* _EXERCISE DESCRIPTION_:
Your answer should consist of the lines in the data below that contain "NewPermission".

——

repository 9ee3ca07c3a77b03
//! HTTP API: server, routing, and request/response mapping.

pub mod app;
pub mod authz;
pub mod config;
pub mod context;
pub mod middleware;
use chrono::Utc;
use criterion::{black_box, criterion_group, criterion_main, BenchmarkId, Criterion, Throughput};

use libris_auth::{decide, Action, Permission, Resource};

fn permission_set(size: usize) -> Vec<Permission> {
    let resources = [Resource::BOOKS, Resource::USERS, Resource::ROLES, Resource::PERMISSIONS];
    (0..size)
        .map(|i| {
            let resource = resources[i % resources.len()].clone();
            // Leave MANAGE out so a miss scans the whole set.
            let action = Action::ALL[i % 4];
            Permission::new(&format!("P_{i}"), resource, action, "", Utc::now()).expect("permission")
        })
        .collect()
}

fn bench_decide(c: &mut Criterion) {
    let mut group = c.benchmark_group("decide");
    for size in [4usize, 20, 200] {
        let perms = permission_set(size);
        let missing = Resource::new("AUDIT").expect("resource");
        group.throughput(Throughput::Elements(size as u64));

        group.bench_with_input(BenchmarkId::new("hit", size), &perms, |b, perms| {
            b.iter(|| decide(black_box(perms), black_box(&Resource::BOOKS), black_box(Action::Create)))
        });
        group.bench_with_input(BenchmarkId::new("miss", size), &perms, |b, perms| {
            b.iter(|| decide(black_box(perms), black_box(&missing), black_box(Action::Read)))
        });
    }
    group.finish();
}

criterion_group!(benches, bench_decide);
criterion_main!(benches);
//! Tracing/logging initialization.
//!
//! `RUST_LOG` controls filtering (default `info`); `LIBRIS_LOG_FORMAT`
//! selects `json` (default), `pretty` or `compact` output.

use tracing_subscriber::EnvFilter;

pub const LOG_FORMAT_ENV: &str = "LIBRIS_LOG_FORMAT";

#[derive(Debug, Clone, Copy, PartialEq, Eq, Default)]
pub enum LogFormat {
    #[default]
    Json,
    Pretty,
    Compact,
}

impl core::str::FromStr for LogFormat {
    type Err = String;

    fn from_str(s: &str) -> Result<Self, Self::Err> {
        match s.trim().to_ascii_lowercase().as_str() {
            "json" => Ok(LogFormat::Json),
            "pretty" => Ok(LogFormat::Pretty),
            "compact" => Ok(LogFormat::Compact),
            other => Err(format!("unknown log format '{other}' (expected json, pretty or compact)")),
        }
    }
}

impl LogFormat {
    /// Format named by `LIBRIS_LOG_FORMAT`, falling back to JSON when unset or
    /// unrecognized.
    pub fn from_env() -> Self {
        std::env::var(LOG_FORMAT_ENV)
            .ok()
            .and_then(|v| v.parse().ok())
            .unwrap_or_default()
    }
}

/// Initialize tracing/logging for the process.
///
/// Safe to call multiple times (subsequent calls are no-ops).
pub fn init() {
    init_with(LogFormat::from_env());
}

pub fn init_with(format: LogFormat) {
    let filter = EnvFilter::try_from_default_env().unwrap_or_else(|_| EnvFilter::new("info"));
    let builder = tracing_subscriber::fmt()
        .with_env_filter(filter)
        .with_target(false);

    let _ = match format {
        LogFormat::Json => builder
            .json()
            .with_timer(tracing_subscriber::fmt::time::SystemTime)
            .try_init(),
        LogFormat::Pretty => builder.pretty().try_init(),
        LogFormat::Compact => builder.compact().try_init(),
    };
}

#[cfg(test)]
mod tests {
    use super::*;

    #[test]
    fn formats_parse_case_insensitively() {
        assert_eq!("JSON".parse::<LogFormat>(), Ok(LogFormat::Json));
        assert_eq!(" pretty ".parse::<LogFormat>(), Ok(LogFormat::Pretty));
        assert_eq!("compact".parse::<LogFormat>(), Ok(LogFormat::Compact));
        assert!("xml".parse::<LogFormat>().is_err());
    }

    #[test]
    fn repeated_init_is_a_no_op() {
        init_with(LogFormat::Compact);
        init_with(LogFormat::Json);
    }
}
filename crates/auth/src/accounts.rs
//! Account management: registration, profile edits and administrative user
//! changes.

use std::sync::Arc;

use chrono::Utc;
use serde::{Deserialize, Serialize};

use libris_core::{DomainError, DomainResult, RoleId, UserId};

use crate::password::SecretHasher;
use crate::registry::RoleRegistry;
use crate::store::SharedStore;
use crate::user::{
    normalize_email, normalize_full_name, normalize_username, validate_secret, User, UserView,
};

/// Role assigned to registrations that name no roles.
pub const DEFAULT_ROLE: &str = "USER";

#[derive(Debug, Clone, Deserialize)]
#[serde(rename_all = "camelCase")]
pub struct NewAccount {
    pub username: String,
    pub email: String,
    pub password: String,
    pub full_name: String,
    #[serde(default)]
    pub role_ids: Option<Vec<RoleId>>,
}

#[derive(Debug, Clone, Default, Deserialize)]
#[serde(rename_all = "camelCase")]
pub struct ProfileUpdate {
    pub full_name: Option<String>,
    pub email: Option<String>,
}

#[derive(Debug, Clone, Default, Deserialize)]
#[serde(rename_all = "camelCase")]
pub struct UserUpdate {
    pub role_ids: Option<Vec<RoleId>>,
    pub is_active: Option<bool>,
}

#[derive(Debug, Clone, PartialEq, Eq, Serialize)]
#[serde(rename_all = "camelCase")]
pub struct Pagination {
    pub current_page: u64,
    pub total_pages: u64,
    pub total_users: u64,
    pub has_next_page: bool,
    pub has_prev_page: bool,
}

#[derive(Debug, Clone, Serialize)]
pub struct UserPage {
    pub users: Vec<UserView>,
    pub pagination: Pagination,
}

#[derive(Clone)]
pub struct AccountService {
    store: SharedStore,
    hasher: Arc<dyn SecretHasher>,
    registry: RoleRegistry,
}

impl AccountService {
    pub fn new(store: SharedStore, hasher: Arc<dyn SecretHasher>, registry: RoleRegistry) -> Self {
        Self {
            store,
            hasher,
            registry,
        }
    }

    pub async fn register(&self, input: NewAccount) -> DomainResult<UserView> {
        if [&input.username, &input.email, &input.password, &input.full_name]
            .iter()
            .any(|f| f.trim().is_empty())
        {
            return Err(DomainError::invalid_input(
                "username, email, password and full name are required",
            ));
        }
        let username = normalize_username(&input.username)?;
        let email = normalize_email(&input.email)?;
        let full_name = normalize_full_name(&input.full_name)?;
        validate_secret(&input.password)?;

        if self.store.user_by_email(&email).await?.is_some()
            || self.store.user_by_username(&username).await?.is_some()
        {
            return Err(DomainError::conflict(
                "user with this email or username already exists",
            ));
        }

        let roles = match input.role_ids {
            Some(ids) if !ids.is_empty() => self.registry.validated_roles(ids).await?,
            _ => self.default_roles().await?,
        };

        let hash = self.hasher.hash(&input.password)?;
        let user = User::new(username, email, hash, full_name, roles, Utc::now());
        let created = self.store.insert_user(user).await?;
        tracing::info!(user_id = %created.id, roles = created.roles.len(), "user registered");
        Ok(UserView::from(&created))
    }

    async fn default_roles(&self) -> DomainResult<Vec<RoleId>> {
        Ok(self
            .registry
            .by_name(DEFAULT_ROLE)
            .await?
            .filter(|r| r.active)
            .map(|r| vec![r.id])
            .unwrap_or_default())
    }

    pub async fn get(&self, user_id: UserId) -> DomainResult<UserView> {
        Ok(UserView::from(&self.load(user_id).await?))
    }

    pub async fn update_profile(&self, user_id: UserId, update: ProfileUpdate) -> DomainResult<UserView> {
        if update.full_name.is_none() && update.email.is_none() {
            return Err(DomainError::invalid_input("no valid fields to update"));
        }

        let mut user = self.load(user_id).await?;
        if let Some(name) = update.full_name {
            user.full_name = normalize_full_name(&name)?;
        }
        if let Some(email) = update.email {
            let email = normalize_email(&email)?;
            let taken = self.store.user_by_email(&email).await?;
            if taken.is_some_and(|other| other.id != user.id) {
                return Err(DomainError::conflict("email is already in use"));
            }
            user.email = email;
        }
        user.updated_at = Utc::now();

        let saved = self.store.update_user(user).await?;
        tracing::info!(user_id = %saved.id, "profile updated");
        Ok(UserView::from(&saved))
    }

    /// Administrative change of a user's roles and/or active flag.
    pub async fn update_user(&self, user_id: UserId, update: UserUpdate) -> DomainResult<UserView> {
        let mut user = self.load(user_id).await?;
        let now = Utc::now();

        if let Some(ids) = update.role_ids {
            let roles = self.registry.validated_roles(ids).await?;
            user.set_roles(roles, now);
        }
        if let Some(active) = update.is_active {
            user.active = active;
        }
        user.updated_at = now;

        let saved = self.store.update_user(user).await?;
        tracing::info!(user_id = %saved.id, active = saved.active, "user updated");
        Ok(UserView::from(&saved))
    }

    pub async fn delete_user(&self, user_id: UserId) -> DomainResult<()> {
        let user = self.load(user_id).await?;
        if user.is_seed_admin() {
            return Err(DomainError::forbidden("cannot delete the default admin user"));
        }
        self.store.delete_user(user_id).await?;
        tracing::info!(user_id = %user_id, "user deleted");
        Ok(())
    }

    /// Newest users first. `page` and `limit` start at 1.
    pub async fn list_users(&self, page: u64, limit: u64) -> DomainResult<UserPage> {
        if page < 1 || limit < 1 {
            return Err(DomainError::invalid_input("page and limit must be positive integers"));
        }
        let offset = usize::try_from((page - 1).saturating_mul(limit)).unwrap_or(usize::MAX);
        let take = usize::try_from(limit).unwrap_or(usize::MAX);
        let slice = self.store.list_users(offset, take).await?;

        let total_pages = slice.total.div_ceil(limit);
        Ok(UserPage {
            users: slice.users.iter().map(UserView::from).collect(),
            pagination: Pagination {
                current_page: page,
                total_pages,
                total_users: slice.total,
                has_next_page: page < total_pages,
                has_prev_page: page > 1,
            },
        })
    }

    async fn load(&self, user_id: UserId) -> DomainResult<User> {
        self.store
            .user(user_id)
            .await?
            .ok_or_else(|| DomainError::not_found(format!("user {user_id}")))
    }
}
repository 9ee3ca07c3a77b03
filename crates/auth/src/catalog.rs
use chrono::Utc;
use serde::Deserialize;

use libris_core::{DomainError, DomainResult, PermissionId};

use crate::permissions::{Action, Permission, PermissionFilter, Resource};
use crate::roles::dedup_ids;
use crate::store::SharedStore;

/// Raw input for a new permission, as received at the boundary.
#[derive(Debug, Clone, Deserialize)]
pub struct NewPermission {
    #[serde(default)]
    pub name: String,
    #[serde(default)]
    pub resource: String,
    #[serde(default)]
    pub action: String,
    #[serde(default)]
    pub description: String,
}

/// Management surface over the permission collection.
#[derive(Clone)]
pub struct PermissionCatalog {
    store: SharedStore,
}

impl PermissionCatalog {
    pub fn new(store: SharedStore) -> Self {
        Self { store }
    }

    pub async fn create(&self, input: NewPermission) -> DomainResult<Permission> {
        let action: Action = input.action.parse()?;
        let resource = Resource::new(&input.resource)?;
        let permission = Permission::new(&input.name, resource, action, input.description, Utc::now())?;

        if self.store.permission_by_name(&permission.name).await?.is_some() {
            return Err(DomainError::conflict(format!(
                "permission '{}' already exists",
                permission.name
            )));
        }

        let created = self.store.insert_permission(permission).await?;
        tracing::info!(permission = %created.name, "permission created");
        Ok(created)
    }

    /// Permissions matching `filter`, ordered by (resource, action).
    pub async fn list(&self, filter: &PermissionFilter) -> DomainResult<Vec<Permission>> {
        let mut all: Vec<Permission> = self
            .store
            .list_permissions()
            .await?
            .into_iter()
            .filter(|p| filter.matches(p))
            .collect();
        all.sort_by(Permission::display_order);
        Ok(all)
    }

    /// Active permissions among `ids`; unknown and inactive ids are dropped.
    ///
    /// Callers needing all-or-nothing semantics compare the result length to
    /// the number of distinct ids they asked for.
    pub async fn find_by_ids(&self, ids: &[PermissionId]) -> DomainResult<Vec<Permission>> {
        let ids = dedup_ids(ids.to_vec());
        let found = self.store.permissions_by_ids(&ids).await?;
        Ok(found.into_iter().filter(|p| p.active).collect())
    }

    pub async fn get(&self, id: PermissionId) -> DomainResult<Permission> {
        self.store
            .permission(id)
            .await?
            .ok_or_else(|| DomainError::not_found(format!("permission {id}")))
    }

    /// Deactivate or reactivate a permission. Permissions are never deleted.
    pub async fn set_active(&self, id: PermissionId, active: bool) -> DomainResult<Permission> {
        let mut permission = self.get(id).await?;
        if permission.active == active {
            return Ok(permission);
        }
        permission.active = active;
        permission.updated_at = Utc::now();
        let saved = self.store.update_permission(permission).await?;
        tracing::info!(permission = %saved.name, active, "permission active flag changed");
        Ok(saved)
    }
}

——

* _TASK RESULT_:
pub struct NewPermission {
    pub async fn create(&self, input: NewPermission) -> DomainResult<Permission> {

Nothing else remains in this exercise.